As usual, Neil was ahead of the trend. Those of us familiar with his work are not even remotely surprised by the only seemingly-sudden explosion of children's literature in popular culture, as covered by this Newsweek article, Not Just for Children. Citing the His Dark Materials novels by Phillip Pullman, the Harry Potter series, and movies like Shrek, Finding Nemo, and Monsters, Inc., the Newsweek piece offers various opinions from brand consultants and scholastic experts as to why the phenomenon has occurred. And sure, you can go read it. But just credit Gaiman (and fans of his work) for tapping into it over half a decade ago.
Another Neil connection (Six Degrees of Neil Separation?) can be found in this paragraph of another Harry Potter story from the L.A. Times:
Out of caution, Warners nixed Rowling's personal petition to hire Brazil's Terry Gilliam to direct the first movie, Harry Potter and the Sorcerer's Stone.

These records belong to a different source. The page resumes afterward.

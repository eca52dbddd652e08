//! The state-machine core: resolves every inbound event to exactly one
//! handler and persists the session before the reply leaves the process.
//!
//! Resolution order:
//! 1. No session → bootstrap at `language-selection`, send the welcome.
//! 2. Global interrupts (greeting, logout) — every state except
//!    `language-selection`.
//! 3. Step-exact dispatch to the handler registered for the current step.
//! 4. Corrupted/unknown session → reset with a "session may have expired"
//!    notice.
//!
//! A final catch-all (error tier 3) guarantees the transport always gets a
//! well-formed reply: the user sees a generic apology and the session is
//! forced to the main menu.

use std::sync::Arc;
use std::sync::LazyLock;

use regex::Regex;
use tracing::{error, info, warn};

use crate::error::{DatabaseError, Error};
use crate::event::{Identity, InboundEvent};
use crate::flows::{self, FlowContext, gateway_failure_text, menu, route_by_kyc};
use crate::gateway::FinancialGateway;
use crate::media::MediaStore;
use crate::outbound::{OutboundMessage, Reply, Template};
use crate::session::{Session, Step};
use crate::store::Database;

static GREETING_RE: LazyLock<Regex> =
    LazyLock::new(|| Regex::new(r"(?i)^(hi|hello|hey|menu)$").expect("greeting regex"));
static LOGOUT_RE: LazyLock<Regex> =
    LazyLock::new(|| Regex::new(r"(?i)^logout$").expect("logout regex"));

/// Routes inbound events through the session state machine.
pub struct Dispatcher {
    ctx: FlowContext,
}

impl Dispatcher {
    pub fn new(
        store: Arc<dyn Database>,
        gateway: Arc<dyn FinancialGateway>,
        media: Arc<MediaStore>,
    ) -> Self {
        Self {
            ctx: FlowContext {
                store,
                gateway,
                media,
            },
        }
    }

    /// Process one inbound event end-to-end. Always returns a well-formed
    /// reply, even under total handler failure.
    pub async fn dispatch(&self, identity: Identity, event: InboundEvent) -> Vec<OutboundMessage> {
        match self.dispatch_inner(&identity, &event).await {
            Ok(messages) => messages,
            Err(err) => {
                error!(identity = %identity, error = %err, "Unhandled dispatch failure");
                self.force_main_menu(&identity).await;
                Reply::template(Template::GoBack {
                    message: "Sorry, something went wrong on our side. Please try again."
                        .to_string(),
                })
                .into_messages()
            }
        }
    }

    async fn dispatch_inner(
        &self,
        identity: &Identity,
        event: &InboundEvent,
    ) -> Result<Vec<OutboundMessage>, Error> {
        let session = match self.ctx.store.get_session(identity).await {
            Ok(session) => session,
            // Corrupted session record (unknown step, undecodable draft):
            // reset and start over.
            Err(DatabaseError::Serialization(reason)) => {
                warn!(identity = %identity, %reason, "Corrupted session; resetting");
                return self.reset_with_notice(identity).await;
            }
            Err(err) => return Err(err.into()),
        };

        // 1. First contact: bootstrap and greet. Terminal for this turn.
        let Some(mut session) = session else {
            let session = Session::bootstrap(identity.clone());
            info!(identity = %identity, "New session");
            return self.persist(session, welcome()).await;
        };

        info!(
            identity = %identity,
            step = %session.step,
            button = event.button_payload.as_deref().unwrap_or(""),
            media = event.media_count,
            "Dispatching inbound event"
        );

        // 2. Global interrupts — suppressed only during language selection.
        if session.step.honors_interrupts() {
            let input = event.input();
            if LOGOUT_RE.is_match(input) {
                return self.logout(identity).await;
            }
            if GREETING_RE.is_match(input) {
                return self.greeting(session).await;
            }
        }

        // 3. Step-exact dispatch.
        let reply = self.run_handler(&mut session, event).await?;

        // Persist before the reply becomes externally observable.
        self.persist(session, reply).await
    }

    async fn run_handler(
        &self,
        session: &mut Session,
        event: &InboundEvent,
    ) -> Result<Reply, Error> {
        let ctx = &self.ctx;
        match session.step {
            Step::LanguageSelection => menu::language_selection(ctx, session, event).await,
            Step::MainMenu => menu::main_menu(ctx, session, event).await,

            Step::SignupFirstName => flows::auth::signup_first_name(ctx, session, event).await,
            Step::SignupLastName => flows::auth::signup_last_name(ctx, session, event).await,
            Step::SignupEmail => flows::auth::signup_email(ctx, session, event).await,
            Step::SignupPhone => flows::auth::signup_phone(ctx, session, event).await,
            Step::SignupPassword => flows::auth::signup_password(ctx, session, event).await,
            Step::SignupConfirmPassword => {
                flows::auth::signup_confirm_password(ctx, session, event).await
            }
            Step::SignupReview => flows::auth::signup_review(ctx, session, event).await,

            Step::LoginEmail => flows::auth::login_email(ctx, session, event).await,
            Step::LoginPassword => flows::auth::login_password(ctx, session, event).await,

            Step::KycStart => flows::kyc::start(ctx, session, event).await,
            Step::KycStreet => flows::kyc::street(ctx, session, event).await,
            Step::KycCity => flows::kyc::city(ctx, session, event).await,
            Step::KycPostal => flows::kyc::postal(ctx, session, event).await,
            Step::KycCountry => flows::kyc::country(ctx, session, event).await,
            Step::KycDob => flows::kyc::dob(ctx, session, event).await,
            Step::KycUploadId => flows::kyc::upload_id(ctx, session, event).await,
            Step::KycUploadUtility => flows::kyc::upload_utility(ctx, session, event).await,
            Step::KycAgreements => flows::kyc::agreements(ctx, session, event).await,
            Step::KycAcceptTerms => flows::kyc::accept_terms(ctx, session, event).await,
            Step::KycComplete => flows::kyc::complete(ctx, session, event).await,

            Step::DepositOptions => flows::funding::deposit_options(ctx, session, event).await,
            Step::DepositAmount => flows::funding::deposit_amount(ctx, session, event).await,
            Step::DepositBankName => flows::funding::deposit_bank_name(ctx, session, event).await,
            Step::DepositBankAddress => {
                flows::funding::deposit_bank_address(ctx, session, event).await
            }
            Step::DepositSwiftCode => flows::funding::deposit_swift_code(ctx, session, event).await,
            Step::DepositBeneficiaryAccount => {
                flows::funding::deposit_beneficiary_account(ctx, session, event).await
            }

            Step::WithdrawOptions => flows::funding::withdraw_options(ctx, session, event).await,
            Step::WithdrawAmount => flows::funding::withdraw_amount(ctx, session, event).await,
            Step::WithdrawMatch2payAddress => {
                flows::funding::withdraw_match2pay_address(ctx, session, event).await
            }
            Step::WithdrawWishmoneyPhone => {
                flows::funding::withdraw_wishmoney_phone(ctx, session, event).await
            }
            Step::WithdrawBankName => flows::funding::withdraw_bank_name(ctx, session, event).await,
            Step::WithdrawBankAddress => {
                flows::funding::withdraw_bank_address(ctx, session, event).await
            }
            Step::WithdrawSwiftCode => {
                flows::funding::withdraw_swift_code(ctx, session, event).await
            }
            Step::WithdrawBeneficiaryAccount => {
                flows::funding::withdraw_beneficiary_account(ctx, session, event).await
            }

            Step::TransferSelectSource => flows::transfer::select_source(ctx, session, event).await,
            Step::TransferSelectDestination => {
                flows::transfer::select_destination(ctx, session, event).await
            }
            Step::TransferAmount => flows::transfer::amount(ctx, session, event).await,
            Step::TransferConfirmation => flows::transfer::confirmation(ctx, session, event).await,

            Step::AccountCreateDemoName => flows::account::demo_name(ctx, session, event).await,
            Step::AccountCreateDemoBalance => {
                flows::account::demo_balance(ctx, session, event).await
            }
            Step::AccountCreateRealName => flows::account::real_name(ctx, session, event).await,
            Step::AccountCreateRealProduct => {
                flows::account::real_product(ctx, session, event).await
            }
        }
    }

    /// Greeting interrupt: recompute where the user belongs. Known users
    /// are authenticated transparently and routed by KYC status; unknown
    /// identities fall back to language selection.
    async fn greeting(&self, mut session: Session) -> Result<Vec<OutboundMessage>, Error> {
        let linked = self
            .ctx
            .store
            .get_linked_account(&session.identity)
            .await?
            .is_some();

        if !linked {
            session.reset();
            return self.persist(session, welcome()).await;
        }

        let reply = match self.ctx.gateway.kyc_status(&session.identity).await {
            Ok(status) => route_by_kyc(&mut session, status),
            Err(err) => {
                warn!(identity = %session.identity, error = %err, "Greeting recompute failed");
                Reply::text(gateway_failure_text(&err))
            }
        };
        self.persist(session, reply).await
    }

    /// Logout interrupt: drop the account linkage and the session.
    async fn logout(&self, identity: &Identity) -> Result<Vec<OutboundMessage>, Error> {
        self.ctx.store.delete_linked_account(identity).await?;
        self.ctx.store.reset_session(identity).await?;
        info!(identity = %identity, "Logged out");
        Ok(Reply::text("You have been logged out.")
            .with_template(Template::LanguagePicker)
            .into_messages())
    }

    /// Fallback for corrupted sessions: wipe and restart at language
    /// selection with an explanatory notice.
    async fn reset_with_notice(&self, identity: &Identity) -> Result<Vec<OutboundMessage>, Error> {
        self.ctx.store.reset_session(identity).await?;
        let session = Session::bootstrap(identity.clone());
        let reply = Reply::text(
            "Sorry, we didn't understand that — your session may have expired. Let's start over.",
        )
        .with_template(Template::LanguagePicker);
        self.persist(session, reply).await
    }

    /// Durably store the session, then release the reply. A lost
    /// compare-and-swap race withholds the reply.
    async fn persist(
        &self,
        session: Session,
        reply: Reply,
    ) -> Result<Vec<OutboundMessage>, Error> {
        match self.ctx.store.upsert_session(&session).await {
            Ok(_) => Ok(reply.into_messages()),
            Err(DatabaseError::VersionConflict { identity, expected }) => {
                warn!(%identity, expected, "Concurrent session write lost");
                Ok(Reply::text(
                    "We received several messages at once — please send one at a time.",
                )
                .into_messages())
            }
            Err(err) => Err(err.into()),
        }
    }

    /// Tier-3 recovery: best-effort force of the session to the main menu.
    async fn force_main_menu(&self, identity: &Identity) {
        if let Ok(Some(mut session)) = self.ctx.store.get_session(identity).await {
            session.end_flow(Step::MainMenu);
            if let Err(err) = self.ctx.store.upsert_session(&session).await {
                warn!(identity = %identity, error = %err, "Failed to park session on main menu");
            }
        }
    }
}

fn welcome() -> Reply {
    Reply::text(menu::WELCOME).with_template(Template::LanguagePicker)
}
use std::sync::Arc;

use fin_assist::channels::webhook::webhook_routes;
use fin_assist::config::BotConfig;
use fin_assist::dispatch::Dispatcher;
use fin_assist::gateway::CrmClient;
use fin_assist::media::MediaStore;
use fin_assist::store::{Database, LibSqlBackend};

#[tokio::main]
async fn main() -> Result<(), Box<dyn std::error::Error>> {
    // Initialize tracing
    tracing_subscriber::fmt()
        .with_env_filter(
            tracing_subscriber::EnvFilter::try_from_default_env()
                .unwrap_or_else(|_| tracing_subscriber::EnvFilter::new("info")),
        )
        .with_target(false)
        .init();

    let config = BotConfig::from_env().unwrap_or_else(|e| {
        eprintln!("Error: {e}");
        eprintln!("  export FIN_ASSIST_GATEWAY_URL=https://crm.example.com/api");
        eprintln!("  export FIN_ASSIST_GATEWAY_KEY=...");
        std::process::exit(1);
    });

    eprintln!("💱 Fin Assist v{}", env!("CARGO_PKG_VERSION"));
    eprintln!("   Gateway: {}", config.gateway_base_url);
    eprintln!("   Webhook: http://{}/webhook", config.bind_addr);
    eprintln!("   Health:  http://{}/health", config.bind_addr);

    // ── Database ─────────────────────────────────────────────────────────
    let db: Arc<dyn Database> = Arc::new(
        LibSqlBackend::new_local(&config.db_path)
            .await
            .unwrap_or_else(|e| {
                eprintln!(
                    "Error: Failed to open database at {}: {}",
                    config.db_path.display(),
                    e
                );
                std::process::exit(1);
            }),
    );
    eprintln!("   Database: {}", config.db_path.display());

    // ── Media storage ────────────────────────────────────────────────────
    let media = Arc::new(MediaStore::new(
        config.media_dir.clone(),
        config.media_timeout,
    )?);
    eprintln!("   Media dir: {}", config.media_dir.display());

    // ── Gateway client + dispatcher ──────────────────────────────────────
    let gateway = Arc::new(CrmClient::new(
        config.gateway_base_url.clone(),
        config.gateway_api_key.clone(),
        Arc::clone(&db),
    ));
    let dispatcher = Arc::new(Dispatcher::new(db, gateway, media));

    // ── Webhook server ───────────────────────────────────────────────────
    let app = webhook_routes(dispatcher);
    let listener = tokio::net::TcpListener::bind(&config.bind_addr).await?;
    tracing::info!(addr = %config.bind_addr, "Webhook server listening");
    axum::serve(listener, app).await?;

    Ok(())
}
//! Channel seam — the messaging transport is an external collaborator.

pub mod webhook;

use async_trait::async_trait;

use crate::error::ChannelError;
use crate::event::Identity;
use crate::outbound::OutboundMessage;

/// Sends rendered outbound messages to a user. Implemented by the real
/// transport adapter outside this crate; the bundled webhook instead
/// returns descriptors in the HTTP response.
#[async_trait]
pub trait OutboundSender: Send + Sync {
    async fn send(
        &self,
        to: &Identity,
        messages: &[OutboundMessage],
    ) -> Result<(), ChannelError>;
}
//! Configuration loaded from the environment.

use std::path::PathBuf;
use std::time::Duration;

use secrecy::SecretString;

use crate::error::ConfigError;

/// Bot configuration.
#[derive(Debug, Clone)]
pub struct BotConfig {
    /// Base URL of the financial gateway (CRM), no trailing slash.
    pub gateway_base_url: String,
    /// API key sent on unauthenticated gateway calls (signup, login).
    pub gateway_api_key: SecretString,
    /// Path of the libSQL database file.
    pub db_path: PathBuf,
    /// Directory where KYC document attachments are stored.
    pub media_dir: PathBuf,
    /// Webhook bind address, e.g. `0.0.0.0:8080`.
    pub bind_addr: String,
    /// Bound timeout for attachment downloads.
    pub media_timeout: Duration,
}

impl BotConfig {
    /// Load configuration from the environment.
    ///
    /// `FIN_ASSIST_GATEWAY_URL` and `FIN_ASSIST_GATEWAY_KEY` are required;
    /// everything else has a sensible default.
    pub fn from_env() -> Result<Self, ConfigError> {
        let gateway_base_url = require("FIN_ASSIST_GATEWAY_URL")?
            .trim_end_matches('/')
            .to_string();
        let gateway_api_key = SecretString::from(require("FIN_ASSIST_GATEWAY_KEY")?);

        let db_path = std::env::var("FIN_ASSIST_DB_PATH")
            .unwrap_or_else(|_| "./data/fin-assist.db".to_string())
            .into();
        let media_dir = std::env::var("FIN_ASSIST_MEDIA_DIR")
            .unwrap_or_else(|_| "./data/media".to_string())
            .into();
        let bind_addr =
            std::env::var("FIN_ASSIST_BIND").unwrap_or_else(|_| "0.0.0.0:8080".to_string());

        let media_timeout_secs: u64 = std::env::var("FIN_ASSIST_MEDIA_TIMEOUT_SECS")
            .unwrap_or_else(|_| "30".to_string())
            .parse()
            .map_err(|_| ConfigError::InvalidValue {
                key: "FIN_ASSIST_MEDIA_TIMEOUT_SECS".to_string(),
                message: "must be an integer number of seconds".to_string(),
            })?;

        Ok(Self {
            gateway_base_url,
            gateway_api_key,
            db_path,
            media_dir,
            bind_addr,
            media_timeout: Duration::from_secs(media_timeout_secs),
        })
    }
}

fn require(key: &str) -> Result<String, ConfigError> {
    std::env::var(key).map_err(|_| ConfigError::MissingEnvVar(key.to_string()))
}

The studio instead picked Home Alone' s Chris Columbus, who also directed the first sequel, Harry Potter and the Chamber of Secrets.
.... Horn wasn't the only Little Princess fan. Rowling too had loved the film and even had ranked Cuaron just behind Gilliam among her preferences to direct the first film. Warners decided to take a chance and offered Cuaron the gig.
For those who don't know, Terry Gilliam is going to be directing the film version of Gaiman and Pratchett's Good Omens.